| WHAT THE TASK ASKS |
Which lines come from the start of the records through the line that holds "extension is in"? Write them out word for word.

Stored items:
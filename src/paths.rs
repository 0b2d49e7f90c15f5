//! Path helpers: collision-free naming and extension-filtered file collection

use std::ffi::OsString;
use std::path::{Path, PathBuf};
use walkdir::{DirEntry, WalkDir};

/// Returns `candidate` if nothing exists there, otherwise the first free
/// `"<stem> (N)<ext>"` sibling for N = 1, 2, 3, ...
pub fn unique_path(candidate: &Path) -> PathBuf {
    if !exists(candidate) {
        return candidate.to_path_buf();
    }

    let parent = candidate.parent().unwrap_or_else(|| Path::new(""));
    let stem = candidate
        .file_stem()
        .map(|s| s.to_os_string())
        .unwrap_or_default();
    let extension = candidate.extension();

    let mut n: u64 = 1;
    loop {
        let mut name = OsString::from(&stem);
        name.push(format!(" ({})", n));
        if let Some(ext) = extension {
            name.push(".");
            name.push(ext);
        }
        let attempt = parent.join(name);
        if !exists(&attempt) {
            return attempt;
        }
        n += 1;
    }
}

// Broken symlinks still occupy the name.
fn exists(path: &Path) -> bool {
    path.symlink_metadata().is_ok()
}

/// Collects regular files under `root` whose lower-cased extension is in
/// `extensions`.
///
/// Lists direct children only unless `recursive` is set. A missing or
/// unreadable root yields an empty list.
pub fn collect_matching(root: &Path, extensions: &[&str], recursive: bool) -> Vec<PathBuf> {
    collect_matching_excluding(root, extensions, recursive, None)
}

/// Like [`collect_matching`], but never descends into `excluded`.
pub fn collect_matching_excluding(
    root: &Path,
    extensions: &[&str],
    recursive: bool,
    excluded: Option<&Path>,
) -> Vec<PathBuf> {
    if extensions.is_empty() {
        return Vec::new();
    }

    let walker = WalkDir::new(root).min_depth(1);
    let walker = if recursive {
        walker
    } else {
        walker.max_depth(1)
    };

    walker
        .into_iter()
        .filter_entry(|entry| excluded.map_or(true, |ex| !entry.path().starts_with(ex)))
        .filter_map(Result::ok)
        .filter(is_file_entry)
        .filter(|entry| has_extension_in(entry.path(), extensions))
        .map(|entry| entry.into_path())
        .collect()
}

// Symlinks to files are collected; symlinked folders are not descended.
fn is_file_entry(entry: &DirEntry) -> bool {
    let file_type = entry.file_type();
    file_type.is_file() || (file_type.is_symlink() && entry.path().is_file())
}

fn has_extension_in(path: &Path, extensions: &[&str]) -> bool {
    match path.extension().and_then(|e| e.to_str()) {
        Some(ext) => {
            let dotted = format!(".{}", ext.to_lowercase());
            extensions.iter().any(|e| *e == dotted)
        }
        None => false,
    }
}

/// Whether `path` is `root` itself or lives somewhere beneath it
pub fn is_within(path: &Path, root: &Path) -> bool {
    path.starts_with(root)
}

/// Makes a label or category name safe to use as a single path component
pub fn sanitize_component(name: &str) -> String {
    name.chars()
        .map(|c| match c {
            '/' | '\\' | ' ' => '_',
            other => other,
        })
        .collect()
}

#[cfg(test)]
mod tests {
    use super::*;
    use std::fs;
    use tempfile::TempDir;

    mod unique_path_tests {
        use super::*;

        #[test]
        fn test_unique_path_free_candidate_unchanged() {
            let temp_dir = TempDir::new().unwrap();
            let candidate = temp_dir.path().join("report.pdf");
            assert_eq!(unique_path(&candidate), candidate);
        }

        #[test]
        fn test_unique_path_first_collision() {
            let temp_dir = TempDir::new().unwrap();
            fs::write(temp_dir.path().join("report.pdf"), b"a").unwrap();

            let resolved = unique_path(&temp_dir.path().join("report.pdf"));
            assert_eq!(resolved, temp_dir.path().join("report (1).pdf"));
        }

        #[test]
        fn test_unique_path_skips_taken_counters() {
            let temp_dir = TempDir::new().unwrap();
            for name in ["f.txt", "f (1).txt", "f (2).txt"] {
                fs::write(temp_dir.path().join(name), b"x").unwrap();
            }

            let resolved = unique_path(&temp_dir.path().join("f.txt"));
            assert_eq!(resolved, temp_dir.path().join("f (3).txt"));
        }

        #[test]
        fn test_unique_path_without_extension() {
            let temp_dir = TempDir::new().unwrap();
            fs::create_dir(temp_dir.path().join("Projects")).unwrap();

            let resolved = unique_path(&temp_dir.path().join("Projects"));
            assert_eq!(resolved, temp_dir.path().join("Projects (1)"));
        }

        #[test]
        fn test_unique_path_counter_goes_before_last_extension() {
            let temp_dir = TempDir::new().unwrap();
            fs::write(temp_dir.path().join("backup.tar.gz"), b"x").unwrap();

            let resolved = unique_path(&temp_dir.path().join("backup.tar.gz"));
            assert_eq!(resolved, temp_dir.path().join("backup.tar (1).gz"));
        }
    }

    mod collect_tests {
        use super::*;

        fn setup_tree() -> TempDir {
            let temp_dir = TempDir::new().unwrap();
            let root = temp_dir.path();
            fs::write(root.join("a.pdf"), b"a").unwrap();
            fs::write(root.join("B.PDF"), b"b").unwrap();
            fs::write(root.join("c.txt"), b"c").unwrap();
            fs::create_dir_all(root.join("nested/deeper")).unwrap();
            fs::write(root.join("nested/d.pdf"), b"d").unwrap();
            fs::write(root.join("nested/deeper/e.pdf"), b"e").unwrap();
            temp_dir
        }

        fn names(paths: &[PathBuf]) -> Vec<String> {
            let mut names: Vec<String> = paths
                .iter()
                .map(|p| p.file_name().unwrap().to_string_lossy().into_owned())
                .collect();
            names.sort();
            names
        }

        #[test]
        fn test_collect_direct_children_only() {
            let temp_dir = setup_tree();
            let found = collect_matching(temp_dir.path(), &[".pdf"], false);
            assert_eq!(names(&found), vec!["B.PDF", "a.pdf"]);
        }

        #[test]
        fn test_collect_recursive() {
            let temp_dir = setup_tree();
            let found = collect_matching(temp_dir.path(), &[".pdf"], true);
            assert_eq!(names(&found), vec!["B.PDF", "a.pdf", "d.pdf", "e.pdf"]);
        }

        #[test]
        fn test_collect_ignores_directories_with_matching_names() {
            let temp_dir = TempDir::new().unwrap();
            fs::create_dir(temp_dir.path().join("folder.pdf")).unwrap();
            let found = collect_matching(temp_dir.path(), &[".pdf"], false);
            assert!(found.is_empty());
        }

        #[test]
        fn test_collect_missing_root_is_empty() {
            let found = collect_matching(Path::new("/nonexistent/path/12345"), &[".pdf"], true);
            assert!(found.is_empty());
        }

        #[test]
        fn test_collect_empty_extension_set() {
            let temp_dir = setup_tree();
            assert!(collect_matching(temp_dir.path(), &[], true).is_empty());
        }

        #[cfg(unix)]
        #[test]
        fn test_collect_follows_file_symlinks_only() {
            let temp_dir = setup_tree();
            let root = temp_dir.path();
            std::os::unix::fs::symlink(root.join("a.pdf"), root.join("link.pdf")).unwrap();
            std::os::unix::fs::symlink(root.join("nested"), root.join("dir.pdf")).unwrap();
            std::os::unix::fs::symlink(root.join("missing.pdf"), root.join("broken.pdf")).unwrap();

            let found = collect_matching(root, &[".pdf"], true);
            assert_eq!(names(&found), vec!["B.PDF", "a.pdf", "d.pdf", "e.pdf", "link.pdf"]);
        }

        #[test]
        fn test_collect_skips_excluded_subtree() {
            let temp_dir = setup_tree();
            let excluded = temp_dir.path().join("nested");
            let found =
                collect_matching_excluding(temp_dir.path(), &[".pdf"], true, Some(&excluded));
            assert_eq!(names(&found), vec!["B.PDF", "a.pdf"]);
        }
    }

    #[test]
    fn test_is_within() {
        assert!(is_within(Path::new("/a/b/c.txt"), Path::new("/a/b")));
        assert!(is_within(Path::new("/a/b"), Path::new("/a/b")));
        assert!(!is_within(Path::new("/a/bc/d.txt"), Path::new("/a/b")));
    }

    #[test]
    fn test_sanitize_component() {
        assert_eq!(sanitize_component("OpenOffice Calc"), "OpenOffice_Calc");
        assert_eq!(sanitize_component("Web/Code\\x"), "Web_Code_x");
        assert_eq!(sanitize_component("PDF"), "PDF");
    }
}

| FINISHED EXERCISE |
filename src/paths.rs
repository 0b2d49e7f90c15f5
//! Path helpers: collision-free naming and extension-filtered file collection

use std::ffi::OsString;
use std::path::{Path, PathBuf};
use walkdir::{DirEntry, WalkDir};

/// Returns `candidate` if nothing exists there, otherwise the first free
/// `"<stem> (N)<ext>"` sibling for N = 1, 2, 3, ...
pub fn unique_path(candidate: &Path) -> PathBuf {
    if !exists(candidate) {
        return candidate.to_path_buf();
    }

    let parent = candidate.parent().unwrap_or_else(|| Path::new(""));
    let stem = candidate
        .file_stem()
        .map(|s| s.to_os_string())
        .unwrap_or_default();
    let extension = candidate.extension();

    let mut n: u64 = 1;
    loop {
        let mut name = OsString::from(&stem);
        name.push(format!(" ({})", n));
        if let Some(ext) = extension {
            name.push(".");
            name.push(ext);
        }
        let attempt = parent.join(name);
        if !exists(&attempt) {
            return attempt;
        }
        n += 1;
    }
}

// Broken symlinks still occupy the name.
fn exists(path: &Path) -> bool {
    path.symlink_metadata().is_ok()
}

/// Collects regular files under `root` whose lower-cased extension is in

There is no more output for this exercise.